The other subject that led to plenty of discussion was a concern raised by Andover resident Arthur Clark over the use of Ice Eaters around people’s docks and boat houses, and how they’ve opened up huge segments of the ice cover. “In all of these areas there’s these Ice Eaters, which sort of propel things out… There’s 11 inches of ice in front of my house and to have areas open like this, you know, I can’t believe it.  I’ve been here my whole life and never seen it like this.”

He specifically cited three key areas that have large openings: Woodport, Prospect Point, and Byram Bay, from Wildwood Shores to Raccoon Island.  “It’s affecting recreation, and safety is important to me,” Clark said.

The commissioners agreed with Clark, and mentioned that Dock Bubblers do not cause the same large openings that Ice Eaters create.  Ondish also pointed out that people could use the Ice Eater equipment to more effectively keep a smaller area open around their property, by keeping it on a thermostat, setting a timer, and directing the bubbles toward shore, rather than out toward the rest of the lake.  He said the huge opening in front of the Lake Hopatcong Yacht Club—which has resulted in complaints from neighbors who can’t get on the lake—has resulted in his working to create a strict ordinance in Mt. Arlington about the use of such equipment.  Hopatcong and Jefferson both have ordinances in place; Roxbury does not.

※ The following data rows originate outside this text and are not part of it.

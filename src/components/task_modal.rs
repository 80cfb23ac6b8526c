//! Task Modal Component
//!
//! Create and edit form for a task. Editing prefills from the task itself,
//! fetched fresh through the task entity hook.

use leptos::prelude::*;
use leptos::task::spawn_local;
use taskboard_client::validation::{validate_task, FieldErrors};

use super::{ErrorBanner, FormField, ModalMode};
use crate::hooks::{use_task, ProjectOverviewHandle, TasksHandle};

#[component]
pub fn TaskModal(
    project_id: i64,
    tasks: TasksHandle,
    overview: ProjectOverviewHandle,
    /// `Edit` carries the task id
    mode: RwSignal<ModalMode<i64>>,
) -> impl IntoView {
    let title = RwSignal::new(String::new());
    let description = RwSignal::new(String::new());
    let due_date = RwSignal::new(String::new());
    let errors = RwSignal::new(FieldErrors::default());
    let failure = RwSignal::new(None::<String>);
    let submitting = RwSignal::new(false);

    let editing_id = Signal::derive(move || mode.with(|m| m.editing().copied()));
    let task = use_task(Some(project_id), editing_id);

    Effect::new(move |_| {
        let loaded = editing_id
            .get()
            .and_then(|id| task.with(|s| s.entity.clone().filter(|t| t.id == id)));
        match loaded {
            Some(t) => {
                title.set(t.title);
                description.set(t.description.unwrap_or_default());
                due_date.set(t.due_date.map(|d| d.format("%Y-%m-%d").to_string()).unwrap_or_default());
            }
            None => {
                title.set(String::new());
                description.set(String::new());
                due_date.set(String::new());
            }
        }
        errors.set(FieldErrors::default());
        failure.set(None);
    });

    let prefilling = move || editing_id.get().is_some() && task.with(|s| s.loading);
    let busy = Signal::derive(move || submitting.get() || prefilling());
    let close = move || {
        if !submitting.get_untracked() {
            mode.set(ModalMode::Closed);
        }
    };

    let on_submit = move |ev: web_sys::SubmitEvent| {
        ev.prevent_default();
        let draft = match validate_task(&title.get_untracked(), &description.get_untracked(), &due_date.get_untracked()) {
            Ok(draft) => draft,
            Err(field_errors) => {
                errors.set(field_errors);
                return;
            }
        };
        let editing = editing_id.get_untracked();
        submitting.set(true);
        failure.set(None);

        spawn_local(async move {
            let (result, fallback) = match editing {
                Some(id) => (tasks.update(id, draft).await, "Failed to update task"),
                None => (tasks.create(draft).await, "Failed to create task"),
            };
            submitting.set(false);
            match result {
                Ok(_) => {
                    overview.reload();
                    mode.set(ModalMode::Closed);
                }
                Err(err) => failure.set(Some(err.user_message(fallback))),
            }
        });
    };

    view! {
        <Show when=move || mode.with(ModalMode::is_open)>
            <div class="modal-backdrop" on:click=move |_| close()></div>
            <div class="modal" role="dialog">
                <div class="modal-header">
                    <h2>{move || if editing_id.get().is_some() { "Edit Task" } else { "Create New Task" }}</h2>
                    <button class="icon-btn" disabled=move || submitting.get() on:click=move |_| close()>"×"</button>
                </div>
                <form on:submit=on_submit novalidate>
                    <ErrorBanner message=failure />
                    <ErrorBanner message=Signal::derive(move || {
                        if editing_id.get().is_some() { task.with(|s| s.error.clone()) } else { None }
                    }) />
                    <FormField
                        id="task-title"
                        label="Task Title *"
                        placeholder="Enter task title"
                        value=title
                        errors=errors
                        field="title"
                        disabled=busy
                    />
                    <FormField
                        id="task-description"
                        label="Description (optional)"
                        placeholder="Enter task description"
                        multiline=true
                        value=description
                        errors=errors
                        field="description"
                        disabled=busy
                    />
                    <FormField
                        id="task-due-date"
                        label="Due Date (optional)"
                        input_type="date"
                        value=due_date
                        errors=errors
                        field="due_date"
                        disabled=busy
                    />
                    <div class="modal-actions">
                        <button type="button" class="secondary-btn" disabled=move || submitting.get() on:click=move |_| close()>
                            "Cancel"
                        </button>
                        <button type="submit" class="primary-btn" disabled=move || busy.get()>
                            {move || match (submitting.get(), editing_id.get().is_some()) {
                                (true, _) => "Saving...",
                                (false, true) => "Update Task",
                                (false, false) => "Create Task",
                            }}
                        </button>
                    </div>
                </form>
            </div>
        </Show>
    }
}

With regard to the ordinances in place, action can be taken if residents report a problem at a specific residence.  There was some discussion, however, about the role that wind has played in the problem.  Commissioner Joel Servoss said he’s never seen it this bad, but that the heavy winds this season can quickly extend what had been a small opening.

“The wind is different this year,”  commissioner Tom Foley said. “I had to tone my Ice Eater down [from the level of past years].”

Regardless of the cause, Clark and the commissioners agreed that the issue needed to be addressed for the safety of residents.

Kurzman pointed out that in Woodport, the opening could be attributed to springs in the area. “My concern is when that opening gets an ice layer that’s a half-inch thick, so people won’t know how thin it is,” he said. “I hope there’s some way to get warnings out there.”

In other business:

•    Two commissioners listened to the tape of the October work session on weed removal, despite not being in attendance at the meeting, so there was a majority of commissioners on hand to pass the minutes.  As a result, they should be available on the Lake Hopatcong Commission website shortly.
•    The business plan is now in final draft, and the commissioners will vote on it at the next meeting.  The plan details how many employees the commission would ideally have on staff, and provides a guideline in funding requests to the state.
•    It was determined that pay increases for commission employees—specifically, the administrator—would not be addressed until the July meeting because the commission currently has no steady source of funding.